There was no entrance applause for Harvey Fierstein at Wednesday’s night’s performance of A Catered Affair. Perhaps the audience didn’t recognize him when he entered not wearing a dress. He always wore one in Hairspray, occasionally donned female clothes in Torch Song Trilogy, and metaphorically stood in for Zaza when he wrote the book of the drag-infused musical La Cage aux Folles. Sure, Fierstein played Tevye not that long ago, but we all knew the show, and were aware that as soon as the lights came up, he’d be out there telling us about “A fiddler on the roof?” and how it sounded crazy, no? But here, as the lights came up on A Catered Affair, this guy in a brown suit and low-slung hat walked slowly onto the stage, and by the time he reached dead center, we finally realized it was he, and by then it was too late to clap for the man who’d be playing Uncle Winston.

For that matter, there wouldn’t be much applause for A Catered Affair through its 90 minutes. But that’s apparently the way bookwriter Fierstein and his songwriter John Bucchino wanted it. Take it from someone who’s seen the lion’s share of musicals on Broadway and beyond for nearly the last half-century: There’s never been a show quite like this. It’s not the most exciting show of all time, but it never tries to be. Instead, its approach is so novel and, in its own strange way, daring that it is certainly is one of Broadway's more fascinating musicals.
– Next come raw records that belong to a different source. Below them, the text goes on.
use std::process::ExitCode;

fn main() -> ExitCode {
    propconf_cli::run()
}
//! Lookup expression parsing
//!
//! Parses lookup expressions like:
//! - `app.version` - plain key
//! - `${app.version}` - required placeholder
//! - `${app.version:1.0.0}` - placeholder with default
//! - `${app.title:APP_NAME:xxxx}` - default containing colons (collapsed on fallback)
//!
//! Only a single placeholder wrapping the whole expression is recognized.
//! Strings such as `${IP}:${PORT}` are not split; they are handled by the
//! same rules as any other text.

/// Opening marker of a placeholder
pub const PLACEHOLDER_PREFIX: &str = "${";
/// Closing marker of a placeholder
pub const PLACEHOLDER_SUFFIX: &str = "}";
/// Separator between key and default, and between fallback segments
pub const DEFAULT_SEPARATOR: char = ':';

/// A parsed lookup expression
#[derive(Debug, Clone, PartialEq, Eq)]
pub enum Expression {
    /// A bare key: `app.version`
    Plain(String),
    /// A placeholder: `${key}` or `${key:default}`
    Placeholder {
        /// Key inside the braces, up to the first `:`
        key: String,
        /// Everything after the first `:`, if a `:` was present
        default: Option<String>,
    },
}

impl Expression {
    /// The key this expression looks up
    pub fn key(&self) -> &str {
        match self {
            Expression::Plain(key) => key,
            Expression::Placeholder { key, .. } => key,
        }
    }

    /// The default literal, if this is a placeholder with one
    pub fn default_value(&self) -> Option<&str> {
        match self {
            Expression::Plain(_) => None,
            Expression::Placeholder { default, .. } => default.as_deref(),
        }
    }

    /// Check if this is a placeholder expression
    pub fn is_placeholder(&self) -> bool {
        matches!(self, Expression::Placeholder { .. })
    }
}

/// Parse a lookup expression. Never fails; degenerate input yields empty keys.
pub fn parse(raw: &str) -> Expression {
    let interior = raw
        .strip_prefix(PLACEHOLDER_PREFIX)
        .and_then(|rest| rest.strip_suffix(PLACEHOLDER_SUFFIX));

    match interior {
        Some(interior) => match interior.split_once(DEFAULT_SEPARATOR) {
            Some((key, default)) => Expression::Placeholder {
                key: key.to_string(),
                default: Some(default.to_string()),
            },
            None => Expression::Placeholder {
                key: interior.to_string(),
                default: None,
            },
        },
        None => Expression::Plain(raw.to_string()),
    }
}

/// Check if a string is a whole placeholder expression (`${...}`)
pub fn is_placeholder(raw: &str) -> bool {
    raw.strip_prefix(PLACEHOLDER_PREFIX)
        .is_some_and(|rest| rest.ends_with(PLACEHOLDER_SUFFIX))
}

/// Collapse a fallback chain: keep only the text after the last `:`.
///
/// `"x:y:z"` becomes `"z"`, `"lonely"` stays `"lonely"`, `"a:"` becomes `""`.
/// Applied to every plain-key value and every unresolved default, so ordinary
/// values containing colons (URLs, times) are truncated as well.
pub fn collapse(value: &str) -> &str {
    match value.rfind(DEFAULT_SEPARATOR) {
        Some(idx) => &value[idx + DEFAULT_SEPARATOR.len_utf8()..],
        None => value,
    }
}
No question that Fierstein and Bucchino clearly saw eye-to-eye and soul-to-soul on how to handle the material. I’ve never seen a show where underscoring music comes in so unobtrusively, and then, some moments later, the person who’s been speaking is suddenly singing, and then, after a while, is often suddenly speaking again, and the number is over. Occasionally, there are buttons and breaks for applause, but most of the time, there is simply underpowered singing that somehow yields a power of its own. It must been seen and heard to be believed -- and savored. A Catered Affair may not make much of a cast album because of the quiet nature of the score, but it certainly works (and work wonders) in the theater.
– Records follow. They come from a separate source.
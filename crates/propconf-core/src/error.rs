//! Error types for propconf
//!
//! Errors are structured: a kind, the property key involved, an optional
//! underlying cause and an actionable help message.

use std::fmt;

/// Result type alias for propconf operations
pub type Result<T> = std::result::Result<T, Error>;

/// Main error type for propconf operations
#[derive(Debug, Clone)]
pub struct Error {
    /// The kind of error that occurred
    pub kind: ErrorKind,
    /// Property key (or expression) the error relates to
    pub key: Option<String>,
    /// Source the failing input came from (file name, "env", ...)
    pub source_name: Option<String>,
    /// Actionable help message
    pub help: Option<String>,
    /// Underlying cause (as string for Clone compatibility)
    pub cause: Option<String>,
}

/// Categories of errors that can occur
#[derive(Debug, Clone, PartialEq, Eq)]
pub enum ErrorKind {
    /// A required placeholder or accessor found no value
    RequiredPropertyMissing,
    /// No converter registered for the requested type
    UnsupportedType { type_name: String },
    /// The registered converter rejected the raw text
    ConversionFailed { type_name: String, raw: String },
    /// Self- or mutually-referential placeholder chain
    ResolutionCycle,
    /// Malformed properties or YAML input
    Parse,
    /// I/O error (file not found, unreadable directory, ...)
    Io,
}

impl Error {
    fn with_kind(kind: ErrorKind) -> Self {
        Self {
            kind,
            key: None,
            source_name: None,
            help: None,
            cause: None,
        }
    }

    /// Create a required-property-missing error
    pub fn required_missing(key: impl Into<String>) -> Self {
        let key = key.into();
        Self {
            help: Some(format!(
                "Define '{}' in a property source or provide a default: ${{{}:default}}",
                key, key
            )),
            key: Some(key),
            ..Self::with_kind(ErrorKind::RequiredPropertyMissing)
        }
    }

    /// Create an unsupported type error
    pub fn unsupported_type(type_name: impl Into<String>) -> Self {
        let type_name = type_name.into();
        Self {
            help: Some(format!(
                "Register a converter for '{}' before requesting typed values",
                type_name
            )),
            ..Self::with_kind(ErrorKind::UnsupportedType { type_name })
        }
    }

    /// Create a conversion failure error
    pub fn conversion_failed(
        type_name: impl Into<String>,
        raw: impl Into<String>,
        cause: impl Into<String>,
    ) -> Self {
        let type_name = type_name.into();
        Self {
            help: Some(format!("Ensure the value is a valid {}", type_name)),
            cause: Some(cause.into()),
            ..Self::with_kind(ErrorKind::ConversionFailed {
                type_name,
                raw: raw.into(),
            })
        }
    }

    /// Create a resolution cycle error
    pub fn resolution_cycle(key: impl Into<String>, chain: Vec<String>) -> Self {
        Self {
            key: Some(key.into()),
            help: Some("Break the cycle by replacing one of the references with a literal".into()),
            cause: Some(format!("Chain: {}", chain.join(" → "))),
            ..Self::with_kind(ErrorKind::ResolutionCycle)
        }
    }

    /// Create a parse error
    pub fn parse(message: impl Into<String>) -> Self {
        Self {
            cause: Some(message.into()),
            ..Self::with_kind(ErrorKind::Parse)
        }
    }

    /// Create an I/O error
    pub fn io(message: impl Into<String>) -> Self {
        Self {
            cause: Some(message.into()),
            ..Self::with_kind(ErrorKind::Io)
        }
    }

    /// Add key context to the error
    pub fn with_key(mut self, key: impl Into<String>) -> Self {
        self.key = Some(key.into());
        self
    }

    /// Add the name of the source the input came from
    pub fn with_source_name(mut self, name: impl Into<String>) -> Self {
        self.source_name = Some(name.into());
        self
    }

    /// Add help message to the error
    pub fn with_help(mut self, help: impl Into<String>) -> Self {
        self.help = Some(help.into());
        self
    }

    /// True if this is a missing-property error
    pub fn is_missing(&self) -> bool {
        self.kind == ErrorKind::RequiredPropertyMissing
    }
}

impl fmt::Display for Error {
    fn fmt(&self, f: &mut fmt::Formatter<'_>) -> fmt::Result {
        match &self.kind {
            ErrorKind::RequiredPropertyMissing => match &self.key {
                Some(key) => write!(f, "Required property not found: {}", key)?,
                None => write!(f, "Required property not found")?,
            },
            ErrorKind::UnsupportedType { type_name } => {
                write!(f, "Unsupported value type: {}", type_name)?
            }
            ErrorKind::ConversionFailed { type_name, raw } => {
                write!(f, "Cannot convert '{}' to {}", raw, type_name)?
            }
            ErrorKind::ResolutionCycle => write!(f, "Resolution cycle detected")?,
            ErrorKind::Parse => write!(f, "Parse error")?,
            ErrorKind::Io => write!(f, "I/O error")?,
        }

        if let Some(key) = &self.key {
            if self.kind != ErrorKind::RequiredPropertyMissing {
                write!(f, "\n  Key: {}", key)?;
            }
        }

        if let Some(source) = &self.source_name {
            write!(f, "\n  Source: {}", source)?;
        }

        if let Some(cause) = &self.cause {
            write!(f, "\n  {}", cause)?;
        }

        if let Some(help) = &self.help {
            write!(f, "\n  Help: {}", help)?;
        }

        Ok(())
    }
}

impl std::error::Error for Error {}

#[cfg(test)]
mod tests {
    use super::*;

    #[test]
    fn test_required_missing_display() {
        let err = Error::required_missing("app.title");
        let display = err.to_string();

        assert!(display.contains("Required property not found: app.title"));
        assert!(display.contains("${app.title:default}"));
        assert!(err.is_missing());
    }

    #[test]
    fn test_unsupported_type_display() {
        let err = Error::unsupported_type("Money");
        let display = err.to_string();

        assert!(display.contains("Unsupported value type: Money"));
        assert!(display.contains("Help: Register a converter for 'Money'"));
        assert!(!err.is_missing());
    }

    #[test]
    fn test_conversion_failed_display() {
        let err = Error::conversion_failed("integer", "abc", "invalid digit found in string")
            .with_key("timeout");
        let display = err.to_string();

        assert!(display.contains("Cannot convert 'abc' to integer"));
        assert!(display.contains("Key: timeout"));
        assert!(display.contains("invalid digit"));
        assert_eq!(
            err.kind,
            ErrorKind::ConversionFailed {
                type_name: "integer".into(),
                raw: "abc".into()
            }
        );
    }

    #[test]
    fn test_resolution_cycle_display() {
        let err = Error::resolution_cycle("a", vec!["a".into(), "b".into(), "a".into()]);
        let display = err.to_string();

        assert!(display.contains("Resolution cycle detected"));
        assert!(display.contains("a → b → a"));
        assert!(display.contains("Key: a"));
    }

    #[test]
    fn test_parse_error_with_source() {
        let err = Error::parse("unterminated escape").with_source_name("app.properties");
        let display = err.to_string();

        assert!(display.contains("Parse error"));
        assert!(display.contains("Source: app.properties"));
        assert!(display.contains("unterminated escape"));
    }

    #[test]
    fn test_with_help() {
        let err = Error::io("permission denied").with_help("Check file permissions");
        assert!(err.to_string().contains("Help: Check file permissions"));
    }
}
What it is, in short, is a musical version of a Philco Television Playhouse teleplay, which Paddy Chayefsky’s The (sic) Catered Affair indeed was on May 22, 1955. Every effort has been made to keep the quiet nature of the kitchen-sink drama, and its every-day-a-little-death reality. And just like a wedding, there’s something old, something new, something borrowed, and even something blue.

The something new is the way the score unobtrusively comes in and out, and the somethings old and borrowed are, of course, the source material of that teleplay and the Gore Vidal screenplay that came a year later. Aggie and Tom have been married for more than 20 years, and the best that can be said of their union is that they’re used to each other. Their daughter Janey wants to marry Ralph, but doesn’t want a big vulgar spectacle to accompany the union. The kids have a chance to drive out to California in their friends’ car that needs to be delivered. But Aggie feels that her daughter deserves a big wedding, and while taxi-driver Tom needs money to buy a taxi medallion, he gets talked into it. But he doesn’t stay quiet about it, and the fights, large and small, rage on for quite some time.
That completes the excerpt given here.